Letter published by al-Qaeda in 2002

Letter to the American People (رسالة إلى الشعب الأمريكي; also known as Letter to America) is a manifesto of Osama bin Laden, published by al-Qaeda in November 2002. Initially appearing on a Saudi website linked to al-Qaeda, its English translation was widely shared online and was published by The Observer, a British Sunday newspaper affiliated with The Guardian. The letter criticizes American foreign policy in the Middle East—particularly as it applies to its support of Israel—to justify attacks on American targets; it also employs antisemitic tropes. While the letter presents rationalization for the September 11 attacks perpetrated by al-Qaeda a year prior, it does not explicitly claim responsibility for them (bin Laden would first publicly do so in a 2004 video tape).
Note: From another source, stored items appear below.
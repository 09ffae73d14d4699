//! Hymnal entries and their lookup.
//!
//! A hymnal category is a flat map from `"<category>_<number>"` keys to
//! hymns. Unlike scripture lookup there is no fuzzy matching: a hymn either
//! exists under its exact key or it does not.

use std::{collections::BTreeMap, fmt, str::FromStr};

use serde::{Deserialize, Deserializer, Serialize};

use super::Error;

/// Characters of lyrics kept on each side of a search match.
const CONTEXT_CHARS: usize = 20;

/// Length at which a fallback display title is truncated.
const TITLE_CHARS: usize = 50;

/// Display title for a hymn with neither title nor lyrics.
pub const UNTITLED: &str = "Sans titre";

/// One stanza of a hymn.
#[derive(Debug, Clone, PartialEq, Eq, Serialize, Deserialize)]
pub struct Strophe {
    #[serde(rename = "andininy", deserialize_with = "number_or_string")]
    number: u32,
    #[serde(rename = "tononkira")]
    text: String,
    #[serde(rename = "fiverenany", default, deserialize_with = "null_as_false")]
    refrain: bool,
}

/// A single hymn.
#[derive(Debug, Clone, PartialEq, Eq, Serialize, Deserialize)]
pub struct Hymn {
    #[serde(rename = "laharana", deserialize_with = "number_or_string")]
    number: u32,
    #[serde(rename = "lohateny")]
    title: String,
    #[serde(rename = "hira")]
    strophes: Vec<Strophe>,
}

/// All hymns of one category, keyed by `"<lowercased category>_<number>"`.
#[derive(Debug, Clone, Default, PartialEq, Eq, Serialize, Deserialize)]
#[serde(transparent)]
pub struct HymnCategory {
    hymns: BTreeMap<String, Hymn>,
}

/// The storage key of a hymn.
#[must_use]
pub fn hymn_key(category: &str, number: u32) -> String {
    format!("{}_{number}", category.to_lowercase())
}

impl Strophe {
    /// Creates a strophe.
    #[must_use]
    pub fn new(number: u32, text: impl Into<String>, refrain: bool) -> Self {
        Self {
            number,
            text: text.into(),
            refrain,
        }
    }

    /// The strophe number.
    #[must_use]
    pub const fn number(&self) -> u32 {
        self.number
    }

    /// The lyrics.
    #[must_use]
    pub fn text(&self) -> &str {
        &self.text
    }

    /// Whether this strophe is a refrain.
    #[must_use]
    pub const fn is_refrain(&self) -> bool {
        self.refrain
    }
}

impl Hymn {
    /// Creates a hymn.
    #[must_use]
    pub fn new(number: u32, title: impl Into<String>, strophes: Vec<Strophe>) -> Self {
        Self {
            number,
            title: title.into(),
            strophes,
        }
    }

    /// The hymn number within its category.
    #[must_use]
    pub const fn number(&self) -> u32 {
        self.number
    }

    /// The title as stored, possibly empty.
    #[must_use]
    pub fn title(&self) -> &str {
        &self.title
    }

    /// The strophes in order.
    #[must_use]
    pub fn strophes(&self) -> &[Strophe] {
        &self.strophes
    }

    /// The number of strophes that are not refrains.
    #[must_use]
    pub fn strophe_count(&self) -> usize {
        self.strophes.iter().filter(|s| !s.refrain).count()
    }

    /// The title to show for this hymn.
    ///
    /// An empty title is replaced by the opening of the first non-refrain
    /// strophe, cut at 50 characters. Without such a strophe the first
    /// strophe is used instead, or [`UNTITLED`] if it has no lyrics.
    #[must_use]
    pub fn display_title(&self) -> String {
        if !self.title.trim().is_empty() {
            return self.title.clone();
        }
        if let Some(strophe) = self.strophes.iter().find(|s| !s.refrain) {
            return truncate(&strophe.text, TITLE_CHARS);
        }
        self.strophes
            .first()
            .map(|s| truncate(&s.text, TITLE_CHARS))
            .filter(|t| !t.is_empty())
            .unwrap_or_else(|| UNTITLED.to_string())
    }
}

impl HymnCategory {
    /// Builds a category from `(key, hymn)` pairs.
    #[must_use]
    pub fn new(hymns: impl IntoIterator<Item = (String, Hymn)>) -> Self {
        Self {
            hymns: hymns.into_iter().collect(),
        }
    }

    /// Looks a hymn up by its exact key.
    #[must_use]
    pub fn get(&self, category: &str, number: u32) -> Option<&Hymn> {
        self.hymns.get(&hymn_key(category, number))
    }

    /// The number of hymns.
    #[must_use]
    pub fn len(&self) -> usize {
        self.hymns.len()
    }

    /// Whether the category has no hymn.
    #[must_use]
    pub fn is_empty(&self) -> bool {
        self.hymns.is_empty()
    }

    /// Hymns ordered by number.
    #[must_use]
    pub fn hymns(&self) -> Vec<&Hymn> {
        let mut hymns: Vec<&Hymn> = self.hymns.values().collect();
        hymns.sort_by_key(|h| h.number);
        hymns
    }
}

/// A parsed `"<CATEGORY> <number>"` hymn reference.
#[derive(Debug, Clone, PartialEq, Eq, Serialize)]
pub struct HymnRef {
    /// Upper-cased display form, e.g. `FFPM 12`.
    #[serde(rename = "ref")]
    pub reference: String,
    /// Lower-cased category name.
    pub category: String,
    /// The hymn number.
    pub number: u32,
}

impl HymnRef {
    /// Creates a reference from its parts.
    #[must_use]
    pub fn new(category: &str, number: u32) -> Self {
        let category = category.to_lowercase();
        Self {
            reference: format!("{category} {number}").to_uppercase(),
            category,
            number,
        }
    }
}

impl FromStr for HymnRef {
    type Err = Error;

    fn from_str(s: &str) -> Result<Self, Self::Err> {
        let mut parts = s.split_whitespace();
        match (parts.next(), parts.next().map(str::parse::<u32>), parts.next()) {
            (Some(category), Some(Ok(number)), None) => Ok(Self::new(category, number)),
            _ => Err(Error::Format(s.to_string())),
        }
    }
}

impl fmt::Display for HymnRef {
    fn fmt(&self, f: &mut fmt::Formatter<'_>) -> fmt::Result {
        f.write_str(&self.reference)
    }
}

/// A strophe as presented to callers.
#[derive(Debug, Clone, PartialEq, Eq, Serialize)]
pub struct StropheView {
    /// The strophe number.
    pub number: u32,
    /// The lyrics.
    #[serde(rename = "chant")]
    pub text: String,
    /// Whether the strophe is a refrain.
    pub refrain: bool,
}

/// A resolved hymn.
#[derive(Debug, Clone, PartialEq, Eq, Serialize)]
pub struct HymnalEntry {
    /// Upper-cased `"<CATEGORY> <number>"`.
    #[serde(rename = "ref")]
    pub reference: String,
    /// The category as requested.
    #[serde(rename = "type")]
    pub category: String,
    /// The hymn number.
    pub number: u32,
    /// The title in its stored case.
    pub title: String,
    /// Every strophe, refrains included.
    pub content: Vec<StropheView>,
}

/// Looks up hymn `number` of `category` in the loaded category data.
///
/// # Errors
///
/// Returns [`Error::HymnNotFound`] naming the key that was tried.
pub fn resolve(
    data: &HymnCategory,
    category: &str,
    number: u32,
) -> Result<HymnalEntry, Error> {
    let hymn = data
        .get(category, number)
        .ok_or_else(|| Error::HymnNotFound(hymn_key(category, number)))?;

    Ok(HymnalEntry {
        reference: format!("{category} {number}").to_uppercase(),
        category: category.to_string(),
        number,
        title: hymn.title.clone(),
        content: hymn
            .strophes
            .iter()
            .map(|s| StropheView {
                number: s.number,
                text: s.text.clone(),
                refrain: s.refrain,
            })
            .collect(),
    })
}

/// A hymn title, with its reference.
#[derive(Debug, Clone, PartialEq, Eq, Serialize)]
pub struct HymnTitle {
    /// Upper-cased `"<CATEGORY> <number>"`.
    #[serde(rename = "ref")]
    pub reference: String,
    /// The title.
    pub title: String,
}

/// The number of non-refrain strophes of a hymn.
#[derive(Debug, Clone, PartialEq, Eq, Serialize)]
pub struct StropheCount {
    /// Upper-cased `"<CATEGORY> <number>"`.
    #[serde(rename = "ref")]
    pub reference: String,
    /// Strophes that are not refrains.
    pub count: usize,
}

/// A strophe whose lyrics matched a keyword.
#[derive(Debug, Clone, PartialEq, Eq, Serialize)]
#[serde(rename_all = "camelCase")]
pub struct StropheMatch {
    /// The matching strophe's number.
    pub strophe_number: u32,
    /// Whether that strophe is a refrain.
    pub is_refrain: bool,
    /// Lyrics around the first occurrence of the keyword.
    pub match_context: String,
}

/// A hymn found by a search.
#[derive(Debug, Clone, PartialEq, Eq, Serialize)]
#[serde(rename_all = "camelCase")]
pub struct HymnMatch {
    /// Upper-cased `"<CATEGORY> <number>"`.
    #[serde(rename = "ref")]
    pub reference: String,
    /// Display title.
    pub title: String,
    /// Matching strophes; empty for title searches.
    #[serde(skip_serializing_if = "Vec::is_empty")]
    pub matching_strophes: Vec<StropheMatch>,
}

/// Search hits for one category.
#[derive(Debug, Clone, Default, PartialEq, Eq, Serialize)]
pub struct CategoryMatches {
    /// Number of matching hymns.
    pub count: usize,
    /// The matching hymns, by number.
    #[serde(rename = "chants")]
    pub hymns: Vec<HymnMatch>,
}

/// Searches hymn lyrics for `keyword`, ignoring case.
///
/// Every category given appears in the result, with a zero count when
/// nothing matched.
pub fn search_lyrics<'a>(
    categories: impl IntoIterator<Item = (&'a str, &'a HymnCategory)>,
    keyword: &str,
) -> BTreeMap<String, CategoryMatches> {
    let needle = keyword.to_lowercase();
    search_with(categories, |category, hymn| {
        let strophes: Vec<StropheMatch> = hymn
            .strophes
            .iter()
            .filter_map(|s| {
                match_context(&s.text, &needle).map(|context| StropheMatch {
                    strophe_number: s.number,
                    is_refrain: s.refrain,
                    match_context: context,
                })
            })
            .collect();

        (!strophes.is_empty()).then(|| HymnMatch {
            reference: HymnRef::new(category, hymn.number).reference,
            title: hymn.display_title(),
            matching_strophes: strophes,
        })
    })
}

/// Searches hymn titles for `keyword`, ignoring case.
pub fn search_titles<'a>(
    categories: impl IntoIterator<Item = (&'a str, &'a HymnCategory)>,
    keyword: &str,
) -> BTreeMap<String, CategoryMatches> {
    let needle = keyword.to_lowercase();
    search_with(categories, |category, hymn| {
        (!hymn.title.is_empty() && hymn.title.to_lowercase().contains(&needle)).then(|| {
            HymnMatch {
                reference: HymnRef::new(category, hymn.number).reference,
                title: hymn.title.clone(),
                matching_strophes: Vec::new(),
            }
        })
    })
}

fn search_with<'a, F>(
    categories: impl IntoIterator<Item = (&'a str, &'a HymnCategory)>,
    matcher: F,
) -> BTreeMap<String, CategoryMatches>
where
    F: Fn(&str, &Hymn) -> Option<HymnMatch>,
{
    categories
        .into_iter()
        .map(|(category, data)| {
            let hymns: Vec<HymnMatch> = data
                .hymns()
                .into_iter()
                .filter_map(|hymn| matcher(category, hymn))
                .collect();
            (
                category.to_string(),
                CategoryMatches {
                    count: hymns.len(),
                    hymns,
                },
            )
        })
        .collect()
}

/// The lyrics surrounding the first occurrence of `needle` (already
/// lower-cased), trimmed.
///
/// Matching runs over the lower-cased characters, each mapped back to the
/// character of `text` it came from, so the window is measured in characters
/// of `text` even where lower-casing changes the length.
fn match_context(text: &str, needle: &str) -> Option<String> {
    let (folded, owners): (Vec<char>, Vec<usize>) = text
        .chars()
        .enumerate()
        .flat_map(|(index, c)| c.to_lowercase().map(move |lower| (lower, index)))
        .unzip();
    let needle: Vec<char> = needle.chars().collect();

    let at = (0..=folded.len().checked_sub(needle.len())?)
        .find(|&i| folded[i..i + needle.len()] == needle[..])?;
    let start = owners.get(at).copied().unwrap_or_default();
    let end = match needle.len() {
        0 => start,
        len => owners[at + len - 1] + 1,
    };

    let from = start.saturating_sub(CONTEXT_CHARS);
    let to = end + CONTEXT_CHARS;
    Some(
        text.chars()
            .skip(from)
            .take(to - from)
            .collect::<String>()
            .trim()
            .to_string(),
    )
}

fn truncate(text: &str, max: usize) -> String {
    let mut chars = text.chars();
    let head: String = chars.by_ref().take(max).collect();
    if chars.next().is_some() {
        format!("{head}...")
    } else {
        head
    }
}

fn number_or_string<'de, D>(deserializer: D) -> Result<u32, D::Error>
where
    D: Deserializer<'de>,
{
    #[derive(Deserialize)]
    #[serde(untagged)]
    enum Raw {
        Number(u32),
        Text(String),
    }

    match Raw::deserialize(deserializer)? {
        Raw::Number(n) => Ok(n),
        Raw::Text(s) => s.trim().parse().map_err(serde::de::Error::custom),
    }
}

fn null_as_false<'de, D>(deserializer: D) -> Result<bool, D::Error>
where
    D: Deserializer<'de>,
{
    Ok(Option::<bool>::deserialize(deserializer)?.unwrap_or(false))
}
The content blends religious, moral, and political critiques against the United States, portraying it as an imperial power hostile to the Muslim world, and justifies war against the U.S. The letter criticizes the U.S. for not adopting sharia (Islamic law), condemns its economic practices like usury, and accuses it of moral decay due to the social acceptance of practices contrary to purported Islamic values. It also accuses the U.S. of supporting oppressive regimes in Muslim countries and exploiting their resources. The letter justifies targeting American civilians in retaliation against the indiscriminate attacks of U.S. military forces, arguing that U.S. nationals indirectly support U.S. policies through democracy and taxes. It urges Americans to embrace Islam and demands the U.S. to withdraw its military from Muslim lands and end support for corrupt leaders. It also propagates conspiracy theories, including the claim that AIDS was a "Satanic American Invention".
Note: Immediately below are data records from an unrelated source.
/// Errors returned by lookup operations over a corpus or hymnal.
///
/// Every failure of the lookup engine is reported through this type so that
/// callers can branch on the variant rather than on message text.
#[derive(Debug, Clone, thiserror::Error, PartialEq, Eq)]
pub enum Error {
    /// The reference string matched none of the recognised shapes.
    #[error("Invalid reference format: \"{0}\"")]
    Format(String),

    /// No book matched the given token.
    #[error("Book not found: {0}")]
    BookNotFound(String),

    /// The book exists but has no chapter with this number.
    #[error("Chapter {chapter} not found in {book}")]
    ChapterNotFound {
        /// Name of the book that was searched.
        book: String,
        /// The requested chapter number.
        chapter: u32,
    },

    /// The corpus needed for the operation is absent or empty.
    #[error("Data not loaded: {0}")]
    NotLoaded(String),

    /// A cross-version comparison found the verse in none of the versions.
    #[error("No verse found in the requested versions")]
    NoResultsInVersions,

    /// No hymn is stored under this key.
    #[error("Hymn not found: {0}")]
    HymnNotFound(String),

    /// The category exists but holds no hymns.
    #[error("No hymns found in category {0}")]
    EmptyCategory(String),

    /// A weighted draw was requested from an empty weight table.
    #[error("No hymnal category available")]
    NoCategories,
}
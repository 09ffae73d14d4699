mod source;
pub use source::{BIBLE_DIR, CONFIG_FILE, CorpusSource, DirectorySource, HYMNAL_DIR, LoadError};

mod registry;
pub use registry::CorpusRegistry;

mod hymnal_store;
pub use hymnal_store::HymnalStore;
The letter gained renewed attention in 2023 amid the Gaza war, after a compilation of TikTok videos referencing the letter went viral on Twitter. The Guardian removed the letter from its website, citing context issues. TikTok, responding to the videos' virality, removed hashtags and videos related to or featuring the letter's contents. This resurgence sparked discussions on online radicalization, state-sponsored Internet propaganda, and Internet censorship, and the implications of suppressing or allowing access to such content.

== History ==

The letter was published in 2002 on a Saudi website previously used for dissemination by al-Qaeda. Following the publication, the letter's English translation was repeatedly posted online by Islamists in the United Kingdom. In November 2002, British newspaper The Observer published the translated letter.

Karen J. Greenberg asserted that the letter's attribution to Osama bin Laden was debatable, arguing that it lacked accompanying video or audio and that issues like AIDS and incest, which had not been brought up in bin Laden's past messages, were mentioned in it. Nevertheless, she has included it in the collection of statements of Bin Laden published in her 2010 book Al-Qaeda Now.
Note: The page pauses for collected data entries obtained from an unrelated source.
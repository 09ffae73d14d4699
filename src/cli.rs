use std::{path::PathBuf, sync::Arc};

mod books;
mod compare;
mod daily;
#[cfg(test)]
mod fixtures;
mod hymn;
mod init;
mod passage;
mod query;
mod read;
mod search;
mod terminal;

use anyhow::Context as _;
use books::{Books, Chapters, Verses};
use clap::ArgAction;
use compare::Compare;
use daily::Daily;
use hymn::Hymn;
use init::Init;
use lectern::{Config, Corpus, CorpusRegistry, DirectorySource, HymnalStore};
use passage::Passage;
use query::Query;
use read::Read;
use search::Search;
use serde::Serialize;

#[derive(Debug, clap::Parser)]
#[command(version, about)]
pub struct Cli {
    /// Verbosity (-v, -vv, -vvv)
    #[arg(short, long, action = ArgAction::Count, global = true)]
    verbose: u8,

    /// The path to the data root holding `lectern.toml`, `bible/` and `hymnal/`
    #[arg(short, long, default_value = ".", global = true)]
    root: PathBuf,

    /// The corpus language to read (defaults to the configured language)
    #[arg(short, long, global = true)]
    lang: Option<String>,

    #[command(subcommand)]
    command: Command,
}

impl Cli {
    pub fn run(self) -> anyhow::Result<()> {
        Self::setup_logging(self.verbose);

        let context = Context::new(self.root, self.lang);
        self.command.run(&context)
    }

    fn setup_logging(verbosity: u8) {
        use tracing_subscriber::{layer::SubscriberExt, util::SubscriberInitExt};

        let level = match verbosity {
            0 => tracing::Level::WARN,
            1 => tracing::Level::INFO,
            2 => tracing::Level::DEBUG,
            _ => tracing::Level::TRACE,
        };

        let filter = tracing_subscriber::EnvFilter::from_default_env().add_directive(level.into());

        let fmt_layer = tracing_subscriber::fmt::layer()
            .with_target(false)
            .with_thread_names(false)
            .with_line_number(false)
            .with_writer(std::io::stderr);

        tracing_subscriber::registry()
            .with(filter)
            .with(fmt_layer)
            .init();
    }
}

#[derive(Debug, clap::Parser)]
pub enum Command {
    /// Read the verses named by a reference, e.g. "Genesis 1:30-2:5"
    Read(Read),

    /// Read verses by book, chapter and verse positions
    ///
    /// A chapter that does not exist falls back to the nearest one unless
    /// `chapter_matching = "exact"` is configured.
    Passage(Passage),

    /// Find every verse containing a keyword
    Search(Search),

    /// Show the verse of the day
    Daily(Daily),

    /// Show one verse in several languages
    Compare(Compare),

    /// List the books of the corpus
    Books(Books),

    /// Show the number of chapters of a book
    Chapters(Chapters),

    /// Show the number of verses of a chapter
    Verses(Verses),

    /// Read a reference, or search for the text if it is not one
    Query(Query),

    /// Look up and search hymns
    Hymn(Hymn),

    /// Initialize a new data root
    Init(Init),
}

impl Command {
    fn run(self, context: &Context) -> anyhow::Result<()> {
        match self {
            Self::Read(command) => command.run(context)?,
            Self::Passage(command) => command.run(context)?,
            Self::Search(command) => command.run(context)?,
            Self::Daily(command) => command.run(context)?,
            Self::Compare(command) => command.run(context)?,
            Self::Books(command) => command.run(context)?,
            Self::Chapters(command) => command.run(context)?,
            Self::Verses(command) => command.run(context)?,
            Self::Query(command) => command.run(context)?,
            Self::Hymn(command) => command.run(context)?,
            Self::Init(command) => command.run(context.source().root())?,
        }
        Ok(())
    }
}

/// State shared by every command that reads data.
pub struct Context {
    registry: CorpusRegistry,
    language: String,
}

impl Context {
    fn new(root: PathBuf, language: Option<String>) -> Self {
        let source = DirectorySource::new(root);
        let language = language
            .unwrap_or_else(|| source.config().default_language().to_string())
            .to_lowercase();
        Self {
            registry: CorpusRegistry::new(source),
            language,
        }
    }

    fn source(&self) -> &DirectorySource {
        self.registry.source()
    }

    fn config(&self) -> &Config {
        self.source().config()
    }

    /// Loads the corpus of the selected language.
    fn corpus(&self) -> anyhow::Result<Arc<Corpus>> {
        let spinner = terminal::spinner(format!("Loading {} corpus", self.language));
        let corpus = self
            .registry
            .get(&self.language)
            .with_context(|| format!("Failed to load the '{}' corpus", self.language));
        spinner.finish_and_clear();
        corpus
    }

    fn hymnal(&self) -> HymnalStore {
        HymnalStore::new(
            self.source().clone(),
            self.config().hymnal_categories().clone(),
        )
    }
}

#[derive(Debug, Clone, Copy, Default, clap::ValueEnum)]
enum OutputFormat {
    #[default]
    Pretty,
    Json,
}

/// A failed lookup as reported in JSON output.
#[derive(Debug, Serialize)]
struct ErrorRecord {
    error: String,
}

fn print_json<T: Serialize>(value: &T) -> anyhow::Result<()> {
    println!("{}", serde_json::to_string_pretty(value)?);
    Ok(())
}

/// Renders a lookup result, a failure becoming an `{error}` record.
fn json_record<T: Serialize>(result: &Result<T, lectern::Error>) -> serde_json::Result<String> {
    match result {
        Ok(value) => serde_json::to_string_pretty(value),
        Err(error) => serde_json::to_string_pretty(&ErrorRecord {
            error: error.to_string(),
        }),
    }
}

/// Prints the result of a lookup.
///
/// JSON output reports a failed lookup as a record on stdout. Pretty output
/// returns it as the command's error.
fn emit<T, F>(
    output: OutputFormat,
    result: Result<T, lectern::Error>,
    pretty: F,
) -> anyhow::Result<()>
where
    T: Serialize,
    F: FnOnce(&T),
{
    match output {
        OutputFormat::Pretty => pretty(&result?),
        OutputFormat::Json => println!("{}", json_record(&result)?),
    }
    Ok(())
}

#[cfg(test)]
mod tests {
    use lectern::Error;
    use serde_json::{Value, json};

    use super::*;

    fn parsed(rendered: &str) -> Value {
        serde_json::from_str(rendered).unwrap()
    }

    #[test]
    fn failed_lookup_is_an_error_record() {
        let result: Result<u32, Error> = Err(Error::BookNotFound("Tobit".to_string()));
        assert_eq!(
            parsed(&json_record(&result).unwrap()),
            json!({ "error": "Book not found: Tobit" })
        );
    }

    #[test]
    fn successful_lookup_is_the_value() {
        let result: Result<Vec<u32>, Error> = Ok(vec![1, 2]);
        assert_eq!(parsed(&json_record(&result).unwrap()), json!([1, 2]));
    }

    #[test]
    fn pretty_output_returns_the_failure() {
        let result: Result<u32, Error> = Err(Error::NoCategories);
        let error = emit(OutputFormat::Pretty, result, |_| {}).unwrap_err();
        assert_eq!(error.downcast_ref::<Error>(), Some(&Error::NoCategories));

        let result: Result<u32, Error> = Err(Error::NoCategories);
        assert!(emit(OutputFormat::Json, result, |_| {}).is_ok());
    }

    #[test]
    fn global_flags_are_parsed() {
        use clap::Parser;

        let cli =
            Cli::try_parse_from(["lectern", "-vv", "--lang", "fr", "read", "Genesis", "1:1"])
                .unwrap();
        assert_eq!(cli.verbose, 2);
        assert_eq!(cli.lang.as_deref(), Some("fr"));
        assert!(matches!(cli.command, Command::Read(_)));
    }
}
Faisal Devji theorized that the letter was primarily a propaganda tool due to the wide array of topics it addresses. In his analysis of bin Laden's accusations, Devji refers to the manifesto as "a stereotyped litany of global wrongs more ethical than political in nature." Simultaneously, Devji lauded the letter for presenting a highly ethical and "well-reasoned analysis" that challenged the American political system and U.S. foreign policy.

Robert O. Marlin has listed the letter among the two most significant documents issued by bin Laden, alongside his 1996 Declaration of War against the United States.

== Contents ==

In his letter, Bin Laden's critique of the United States emerges, blending religious doctrines, moral judgments, and political grievances. The letter portrays the United States as a deeply hostile imperial power implementing aggressive policies against the Muslim world, and justifies waging defensive war against the U.S. Bin Laden wrote:"Why are we fighting and opposing you? The answer is very simple:

(1) Because you attacked us and continue to attack us.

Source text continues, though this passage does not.